**TASK TO CARRY OUT**
Search the entries for the word "bool" and report each line that has it.

**THE DATA**
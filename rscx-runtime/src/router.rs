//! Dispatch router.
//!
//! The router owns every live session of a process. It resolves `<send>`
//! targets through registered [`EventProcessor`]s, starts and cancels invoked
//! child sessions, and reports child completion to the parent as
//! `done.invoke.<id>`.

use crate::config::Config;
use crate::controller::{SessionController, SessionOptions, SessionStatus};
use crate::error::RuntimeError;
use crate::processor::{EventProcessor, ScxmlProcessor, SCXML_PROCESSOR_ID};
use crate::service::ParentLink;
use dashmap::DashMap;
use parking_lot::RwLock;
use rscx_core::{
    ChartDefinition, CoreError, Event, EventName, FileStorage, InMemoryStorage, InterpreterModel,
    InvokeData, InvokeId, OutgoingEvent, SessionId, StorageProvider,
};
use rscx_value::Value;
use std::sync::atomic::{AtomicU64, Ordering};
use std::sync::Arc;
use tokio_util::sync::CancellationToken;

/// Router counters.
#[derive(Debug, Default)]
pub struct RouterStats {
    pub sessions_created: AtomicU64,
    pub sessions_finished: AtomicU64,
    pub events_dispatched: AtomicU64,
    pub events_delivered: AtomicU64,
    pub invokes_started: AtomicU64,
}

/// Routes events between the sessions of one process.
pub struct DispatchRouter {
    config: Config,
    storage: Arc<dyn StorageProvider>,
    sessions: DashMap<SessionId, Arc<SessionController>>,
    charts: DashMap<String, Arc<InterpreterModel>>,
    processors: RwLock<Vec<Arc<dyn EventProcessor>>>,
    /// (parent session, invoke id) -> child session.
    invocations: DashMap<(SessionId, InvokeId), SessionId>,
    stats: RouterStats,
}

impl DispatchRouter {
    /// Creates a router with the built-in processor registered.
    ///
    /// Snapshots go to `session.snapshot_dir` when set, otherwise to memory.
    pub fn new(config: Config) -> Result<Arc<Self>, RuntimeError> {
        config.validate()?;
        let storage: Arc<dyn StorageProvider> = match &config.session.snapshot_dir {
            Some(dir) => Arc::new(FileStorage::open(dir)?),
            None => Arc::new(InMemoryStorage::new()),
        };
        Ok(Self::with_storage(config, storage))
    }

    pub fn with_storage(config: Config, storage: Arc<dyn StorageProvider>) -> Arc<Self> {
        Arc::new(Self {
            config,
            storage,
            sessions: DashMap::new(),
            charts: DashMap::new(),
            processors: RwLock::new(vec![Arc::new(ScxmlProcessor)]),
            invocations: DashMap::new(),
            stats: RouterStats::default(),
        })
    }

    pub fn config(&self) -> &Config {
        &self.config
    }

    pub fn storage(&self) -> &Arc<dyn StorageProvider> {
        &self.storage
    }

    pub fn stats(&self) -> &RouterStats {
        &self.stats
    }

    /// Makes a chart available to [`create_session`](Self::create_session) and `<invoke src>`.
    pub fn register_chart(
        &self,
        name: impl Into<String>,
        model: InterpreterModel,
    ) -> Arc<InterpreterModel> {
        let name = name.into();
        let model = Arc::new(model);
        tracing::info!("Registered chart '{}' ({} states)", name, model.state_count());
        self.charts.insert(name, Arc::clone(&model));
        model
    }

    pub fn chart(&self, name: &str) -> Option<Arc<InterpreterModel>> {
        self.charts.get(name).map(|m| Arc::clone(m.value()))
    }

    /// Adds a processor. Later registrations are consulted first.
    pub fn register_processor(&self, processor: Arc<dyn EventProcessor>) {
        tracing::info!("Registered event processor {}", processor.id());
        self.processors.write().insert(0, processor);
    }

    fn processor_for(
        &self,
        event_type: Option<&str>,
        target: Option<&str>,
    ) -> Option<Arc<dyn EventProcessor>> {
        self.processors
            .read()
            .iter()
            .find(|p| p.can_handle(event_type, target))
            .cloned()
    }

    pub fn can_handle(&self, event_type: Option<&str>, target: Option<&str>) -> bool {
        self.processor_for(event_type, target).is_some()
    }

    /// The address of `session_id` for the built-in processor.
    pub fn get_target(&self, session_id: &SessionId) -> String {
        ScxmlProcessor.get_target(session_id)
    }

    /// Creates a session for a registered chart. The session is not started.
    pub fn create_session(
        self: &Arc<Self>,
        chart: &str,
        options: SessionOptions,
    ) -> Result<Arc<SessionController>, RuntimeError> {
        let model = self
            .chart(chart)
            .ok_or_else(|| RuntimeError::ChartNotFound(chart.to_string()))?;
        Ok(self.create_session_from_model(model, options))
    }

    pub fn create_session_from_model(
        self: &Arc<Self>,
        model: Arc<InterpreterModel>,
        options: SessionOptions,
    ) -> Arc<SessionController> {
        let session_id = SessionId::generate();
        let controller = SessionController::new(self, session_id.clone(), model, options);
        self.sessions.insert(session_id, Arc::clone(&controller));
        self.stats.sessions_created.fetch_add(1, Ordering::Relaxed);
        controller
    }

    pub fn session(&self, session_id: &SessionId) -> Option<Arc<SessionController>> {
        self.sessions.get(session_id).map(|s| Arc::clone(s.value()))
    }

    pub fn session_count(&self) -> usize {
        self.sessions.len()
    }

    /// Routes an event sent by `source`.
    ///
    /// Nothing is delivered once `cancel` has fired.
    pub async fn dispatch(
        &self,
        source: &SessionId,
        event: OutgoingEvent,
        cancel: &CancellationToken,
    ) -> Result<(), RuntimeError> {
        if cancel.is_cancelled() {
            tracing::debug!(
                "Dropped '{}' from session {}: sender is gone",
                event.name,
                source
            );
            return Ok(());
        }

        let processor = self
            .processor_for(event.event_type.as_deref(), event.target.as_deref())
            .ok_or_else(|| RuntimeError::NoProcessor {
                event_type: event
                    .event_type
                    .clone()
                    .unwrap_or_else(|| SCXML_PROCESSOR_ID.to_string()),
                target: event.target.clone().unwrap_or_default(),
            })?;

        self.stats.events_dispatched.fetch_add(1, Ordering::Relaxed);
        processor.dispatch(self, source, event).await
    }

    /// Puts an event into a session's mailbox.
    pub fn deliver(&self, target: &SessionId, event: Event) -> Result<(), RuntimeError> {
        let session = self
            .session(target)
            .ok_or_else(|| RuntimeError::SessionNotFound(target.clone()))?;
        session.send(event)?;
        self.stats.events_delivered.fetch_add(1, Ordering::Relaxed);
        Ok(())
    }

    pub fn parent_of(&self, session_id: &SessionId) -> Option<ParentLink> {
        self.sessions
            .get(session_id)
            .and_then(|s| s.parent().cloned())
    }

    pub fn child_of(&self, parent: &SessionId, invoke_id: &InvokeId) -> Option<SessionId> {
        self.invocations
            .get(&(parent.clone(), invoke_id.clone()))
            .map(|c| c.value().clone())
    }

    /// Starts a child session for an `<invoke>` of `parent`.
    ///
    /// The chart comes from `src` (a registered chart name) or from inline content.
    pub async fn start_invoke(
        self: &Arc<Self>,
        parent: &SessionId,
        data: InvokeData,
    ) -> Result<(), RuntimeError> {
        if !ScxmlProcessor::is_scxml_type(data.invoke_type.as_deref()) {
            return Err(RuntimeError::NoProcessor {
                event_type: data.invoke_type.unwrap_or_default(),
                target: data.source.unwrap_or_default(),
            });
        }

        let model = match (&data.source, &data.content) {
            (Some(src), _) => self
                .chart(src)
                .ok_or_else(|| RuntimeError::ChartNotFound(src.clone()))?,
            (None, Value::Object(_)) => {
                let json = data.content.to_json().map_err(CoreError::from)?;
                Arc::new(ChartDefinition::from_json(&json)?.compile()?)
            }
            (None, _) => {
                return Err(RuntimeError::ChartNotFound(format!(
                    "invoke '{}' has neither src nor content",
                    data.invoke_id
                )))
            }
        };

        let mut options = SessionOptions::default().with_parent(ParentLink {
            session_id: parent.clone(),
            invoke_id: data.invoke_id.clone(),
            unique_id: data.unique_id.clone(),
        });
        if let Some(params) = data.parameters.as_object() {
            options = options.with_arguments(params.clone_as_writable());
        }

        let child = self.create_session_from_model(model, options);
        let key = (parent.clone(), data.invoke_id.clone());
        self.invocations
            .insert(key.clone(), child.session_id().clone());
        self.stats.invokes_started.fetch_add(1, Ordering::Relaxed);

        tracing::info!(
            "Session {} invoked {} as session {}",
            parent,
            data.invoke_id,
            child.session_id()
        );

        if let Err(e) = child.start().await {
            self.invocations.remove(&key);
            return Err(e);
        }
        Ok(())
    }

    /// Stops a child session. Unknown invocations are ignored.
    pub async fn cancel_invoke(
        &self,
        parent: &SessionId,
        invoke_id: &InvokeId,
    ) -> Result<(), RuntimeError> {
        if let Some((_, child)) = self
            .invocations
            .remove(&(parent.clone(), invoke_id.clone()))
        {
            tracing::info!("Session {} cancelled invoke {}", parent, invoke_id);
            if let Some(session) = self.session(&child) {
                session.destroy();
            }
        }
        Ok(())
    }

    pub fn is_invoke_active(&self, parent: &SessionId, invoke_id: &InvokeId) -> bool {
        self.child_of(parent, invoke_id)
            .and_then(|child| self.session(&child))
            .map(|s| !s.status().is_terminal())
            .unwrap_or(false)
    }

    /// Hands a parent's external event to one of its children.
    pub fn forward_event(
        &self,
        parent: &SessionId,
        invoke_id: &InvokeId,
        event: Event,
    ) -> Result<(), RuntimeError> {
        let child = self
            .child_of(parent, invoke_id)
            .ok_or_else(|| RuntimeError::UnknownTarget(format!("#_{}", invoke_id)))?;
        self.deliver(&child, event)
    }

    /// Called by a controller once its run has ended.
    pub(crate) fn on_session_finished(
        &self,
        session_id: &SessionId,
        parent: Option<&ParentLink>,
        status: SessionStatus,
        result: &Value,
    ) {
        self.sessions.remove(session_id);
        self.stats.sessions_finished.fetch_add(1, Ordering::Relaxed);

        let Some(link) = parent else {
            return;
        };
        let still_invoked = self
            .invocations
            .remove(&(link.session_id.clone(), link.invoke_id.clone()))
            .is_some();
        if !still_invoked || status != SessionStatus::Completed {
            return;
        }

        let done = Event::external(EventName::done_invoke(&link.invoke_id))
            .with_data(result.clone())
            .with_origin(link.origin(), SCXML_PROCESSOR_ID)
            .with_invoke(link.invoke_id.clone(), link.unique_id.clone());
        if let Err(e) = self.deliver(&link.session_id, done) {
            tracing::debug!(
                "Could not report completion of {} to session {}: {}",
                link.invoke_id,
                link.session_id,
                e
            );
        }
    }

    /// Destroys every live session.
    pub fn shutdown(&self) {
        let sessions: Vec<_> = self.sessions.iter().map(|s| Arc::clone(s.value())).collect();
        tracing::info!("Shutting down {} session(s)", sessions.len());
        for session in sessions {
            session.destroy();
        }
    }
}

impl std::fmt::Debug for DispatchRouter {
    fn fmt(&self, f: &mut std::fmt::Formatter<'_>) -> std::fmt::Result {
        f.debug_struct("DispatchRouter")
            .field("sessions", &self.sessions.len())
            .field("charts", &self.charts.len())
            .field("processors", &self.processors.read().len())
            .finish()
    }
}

**ANSWER BOX**
    pub fn can_handle(&self, event_type: Option<&str>, target: Option<&str>) -> bool {
    pub fn is_invoke_active(&self, parent: &SessionId, invoke_id: &InvokeId) -> bool {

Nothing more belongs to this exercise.